In his book, “The Penguin and the Leviathan“, Yochai Benkler remarks that “for decades we have been designing systems tailored to harness selfish tendencies, without regard to potential negative effects on the enormous potential for cooperation that pervades society”. Peer production is a long term shift caused by the Internet which has dramatically reduced the overheads to collaboration. It’s a way of producing goods and services that relies on self-organizing communities where the efforts of a large number of people, also known as produsers, are coordinated towards meaningful projects which are often without financial compensation.
“We will see people increasingly comfortable participating in situations where the social value is really about people caring enough rather than being paid to provide.”
Peer production must be modular, that means that objectives must be divisible into tasks or components that can be independently produced and later combined with the efforts of others. One of the most prominent examples of peer production online is Wikipedia, which has become the largest and most popular reference on the Internet with over 21 million articles written collaboratively by volunteers around the world. It is also testament to the power of self-governance rather than relying on market forces or an authoritarian management structure.

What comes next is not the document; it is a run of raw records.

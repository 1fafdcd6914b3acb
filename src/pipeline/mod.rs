//! Pipeline stages for one DOCX-to-PNG submission.
//!
//! Each submodule implements exactly one step, so each can be tested on its
//! own and the HTTP transport can be swapped without touching the session.
//!
//! ## Data Flow
//!
//! ```text
//! input ──▶ upload ──▶ response
//! (bytes)   (multipart POST)  (archive or error body)
//! ```
//!
//! 1. [`input`]   : read a local document into an [`input::InputFile`]
//! 2. [`upload`]  : send it to the conversion service; the only stage with
//!    network I/O
//! 3. [`response`]: turn a failed response body into a human-readable reason

pub mod input;
pub mod response;
pub mod upload;
//! Input handling: the document the user chose, held in memory.
//!
//! An [`InputFile`] is replaced wholesale on every selection and never
//! mutated. Its content is a [`Bytes`] buffer, so handing it to the upload
//! task is a reference-count bump rather than a copy.

use crate::error::Docx2PngError;
use bytes::Bytes;
use std::fmt;
use std::path::{Path, PathBuf};
use std::time::SystemTime;
use tracing::debug;

/// MIME type sent for `.docx` uploads.
pub const DOCX_MIME: &str = "application/vnd.openxmlformats-officedocument.wordprocessingml.document";

/// A user-chosen document: name, bytes, and when it was chosen.
#[derive(Clone)]
pub struct InputFile {
    name: String,
    content: Bytes,
    selected_at: SystemTime,
}

impl InputFile {
    /// Wrap in-memory content under the given file name.
    pub fn new(name: impl Into<String>, content: impl Into<Bytes>) -> Self {
        Self {
            name: name.into(),
            content: content.into(),
            selected_at: SystemTime::now(),
        }
    }

    /// Read a local file.
    ///
    /// No type or size check is made here; `.docx` is only advisory
    /// (see [`InputFile::has_extension`]).
    pub async fn from_path(path: impl AsRef<Path>) -> Result<Self, Docx2PngError> {
        let path = path.as_ref().to_path_buf();

        let content = match tokio::fs::read(&path).await {
            Ok(bytes) => bytes,
            Err(e) => return Err(read_error(path, e)),
        };

        let name = path
            .file_name()
            .map(|n| n.to_string_lossy().into_owned())
            .unwrap_or_else(|| path.display().to_string());

        debug!("Read input {} ({} bytes)", path.display(), content.len());
        Ok(Self::new(name, content))
    }

    pub fn name(&self) -> &str {
        &self.name
    }

    pub fn content(&self) -> &Bytes {
        &self.content
    }

    pub fn len(&self) -> usize {
        self.content.len()
    }

    pub fn is_empty(&self) -> bool {
        self.content.is_empty()
    }

    pub fn selected_at(&self) -> SystemTime {
        self.selected_at
    }

    /// Case-insensitive check of the name's extension (`"docx"` or `".docx"`).
    pub fn has_extension(&self, ext: &str) -> bool {
        let ext = ext.trim_start_matches('.');
        Path::new(&self.name)
            .extension()
            .is_some_and(|e| e.to_string_lossy().eq_ignore_ascii_case(ext))
    }

    /// MIME type declared for the upload part.
    pub fn mime_type(&self) -> &'static str {
        if self.has_extension("docx") {
            DOCX_MIME
        } else {
            "application/octet-stream"
        }
    }
}

impl fmt::Debug for InputFile {
    fn fmt(&self, f: &mut fmt::Formatter<'_>) -> fmt::Result {
        f.debug_struct("InputFile")
            .field("name", &self.name)
            .field("len", &self.content.len())
            .field("selected_at", &self.selected_at)
            .finish()
    }
}

fn read_error(path: PathBuf, e: std::io::Error) -> Docx2PngError {
    match e.kind() {
        std::io::ErrorKind::NotFound => Docx2PngError::FileNotFound { path },
        std::io::ErrorKind::PermissionDenied => Docx2PngError::PermissionDenied { path },
        _ => Docx2PngError::ReadFailed { path, source: e },
    }
}
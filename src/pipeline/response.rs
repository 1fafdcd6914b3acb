//! Failure-body decoding: pull a human-readable reason out of an error response.
//!
//! The conversion service answers failures with a small JSON object. Its own
//! errors use `{"error": "..."}`; framework-level rejections (validation,
//! missing field) use `{"detail": "..."}`. `detail` is preferred when both are
//! present. Anything else (empty body, HTML error page, non-string fields)
//! yields no reason and the caller falls back to a generic message.

use serde::Deserialize;
use serde_json::Value;

#[derive(Debug, Default, Deserialize)]
struct ErrorBody {
    #[serde(default)]
    detail: Option<Value>,
    #[serde(default)]
    error: Option<Value>,
}

/// Extract the failure reason from a response body, if one is decodable.
pub fn failure_reason(body: &[u8]) -> Option<String> {
    if body.is_empty() {
        return None;
    }
    let parsed: ErrorBody = serde_json::from_slice(body).ok()?;
    text_field(parsed.detail).or_else(|| text_field(parsed.error))
}

fn text_field(value: Option<Value>) -> Option<String> {
    match value {
        Some(Value::String(s)) if !s.trim().is_empty() => Some(s),
        _ => None,
    }
}

#[cfg(test)]
mod tests {
    use super::*;

    #[test]
    fn detail_field() {
        assert_eq!(
            failure_reason(br#"{"detail":"bad format"}"#).as_deref(),
            Some("bad format")
        );
    }

    #[test]
    fn error_field() {
        assert_eq!(
            failure_reason(br#"{"error":"LibreOffice conversion failed: boom"}"#).as_deref(),
            Some("LibreOffice conversion failed: boom")
        );
    }

    #[test]
    fn detail_preferred_over_error() {
        assert_eq!(
            failure_reason(br#"{"error":"second","detail":"first"}"#).as_deref(),
            Some("first")
        );
    }

    #[test]
    fn empty_detail_falls_through_to_error() {
        assert_eq!(
            failure_reason(br#"{"detail":"","error":"used"}"#).as_deref(),
            Some("used")
        );
    }

    #[test]
    fn undecodable_bodies_have_no_reason() {
        assert_eq!(failure_reason(b""), None);
        assert_eq!(failure_reason(b"<html>502 Bad Gateway</html>"), None);
        assert_eq!(failure_reason(br#"["detail"]"#), None);
        assert_eq!(failure_reason(br#"{"message":"other"}"#), None);
        assert_eq!(failure_reason(br#"{"detail":[{"msg":"field required"}]}"#), None);
        assert_eq!(failure_reason(br#"{"detail":null,"error":42}"#), None);
    }
}
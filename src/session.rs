//! The conversion session: selection, submission, result, reset.
//!
//! ## Shape
//!
//! A [`Session`] is a cheap, cloneable handle over shared state. Every
//! operation takes the state lock, applies its whole transition, records a
//! new [`SessionSnapshot`], and releases the lock before anyone is notified.
//! The lock is never held across an `.await`: the conversion request and
//! artifact store I/O both happen outside it.
//!
//! Observers get snapshots from an outbox filled under the lock, so they see
//! them in revision order even when several threads drive the session.
//!
//! ```text
//!            select            submit              2xx
//!   Idle ───────────▶ FileSelected ───────▶ Converting ───────▶ Succeeded
//!    ▲                    ▲   │ select            │ failure         │
//!    │ clear              │   └───────┘           ▼                 │
//!    └──────── any ───────┴─────── select ───── Failed ◀────────────┘
//!                                                 │ retry ──▶ Converting
//! ```
//!
//! ## Requests outlive their callers
//!
//! The request runs on its own Tokio task. Dropping the `submit()` future
//! does not cancel it; the outcome is still applied when it arrives. The task
//! holds only a weak reference to the session, so if every handle has been
//! dropped by then, the outcome is discarded quietly.

use crate::artifact::{
    ArtifactHandle, ArtifactInfo, ArtifactNaming, ArtifactSlot, ArtifactStore, MemoryArtifactStore,
};
use crate::config::ClientConfig;
use crate::error::{ConversionFailure, Docx2PngError};
use crate::observer::SharedObserver;
use crate::pipeline::input::InputFile;
use crate::pipeline::upload::{ConversionService, HttpConversionService};
use crate::state::{SelectedFile, SessionSnapshot, SessionState};
use bytes::Bytes;
use parking_lot::Mutex;
use std::collections::VecDeque;
use std::fmt;
use std::path::{Path, PathBuf};
use std::sync::{Arc, Weak};
use tokio::sync::watch;
use tracing::{debug, error, info, warn};

/// Everything a transition may touch. Guarded by one lock.
struct SessionInner {
    file: Option<InputFile>,
    error: Option<String>,
    artifact: ArtifactSlot,
    /// Id of the submission in flight, if any. This is the busy flag.
    in_flight: Option<u64>,
    next_submission: u64,
    revision: u64,
}

impl SessionInner {
    fn state(&self) -> SessionState {
        SessionState::derive(
            self.file.is_some(),
            self.in_flight.is_some(),
            self.artifact.is_live(),
            self.error.is_some(),
        )
    }

    fn snapshot(&self) -> SessionSnapshot {
        SessionSnapshot {
            revision: self.revision,
            state: self.state(),
            file: self.file.as_ref().map(|f| SelectedFile {
                name: f.name().to_string(),
                size: f.len() as u64,
                selected_at: f.selected_at(),
            }),
            error: self.error.clone(),
            artifact: self.artifact.get().map(|a| a.info().clone()),
        }
    }
}

/// Snapshots waiting for observers, in revision order.
#[derive(Default)]
struct Outbox {
    queue: VecDeque<SessionSnapshot>,
    /// Set while some thread is delivering; others only enqueue.
    draining: bool,
}

/// Resets `draining` if an observer panics mid-delivery.
struct Draining<'a>(&'a Mutex<Outbox>);

impl Drop for Draining<'_> {
    fn drop(&mut self) {
        if std::thread::panicking() {
            self.0.lock().draining = false;
        }
    }
}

The wide scale adoption of peer production has been enabled by a fundamental change in economic strategy from push to pull. The push model tries to anticipate consumer demand, create standardized products and bring the product to the market using standardized distribution channels and marketing. In contrast the pull model is open and adaptive, producing customized products and services that serve localized needs. The social dynamics of pull models are highly centred on creating relationships of trust, sharing knowledge, and close cooperation among network participants. Pull allows each of us to find and access people and resources when we need them, while attracting to us the people and resources that are relevant and valuable, even if we were not even aware before that they existed. For example Amazon uses the pull model to build a community around its online store where you can find information about products from people with similar interests.
“The best people (to solve any given problem) don’t work for your organization.”
At the rate technology is changing, no firm can fully keep up in the innovations needed to compete. No longer is it be a viable investment strategy to horde intellectual property. Rapid innovation will happen in the crowd, outpacing the dense pools of talent in corporate research labs. Open innovation is a way of applying the pull model to innovation, whereby customers and other stakeholders take an active role in the process of research and development of products and services. Brands increasingly need to offer experiences of participation in their goods and services. The result is closer relationships with customers and suppliers, along with more rapid feedback and greater scalability.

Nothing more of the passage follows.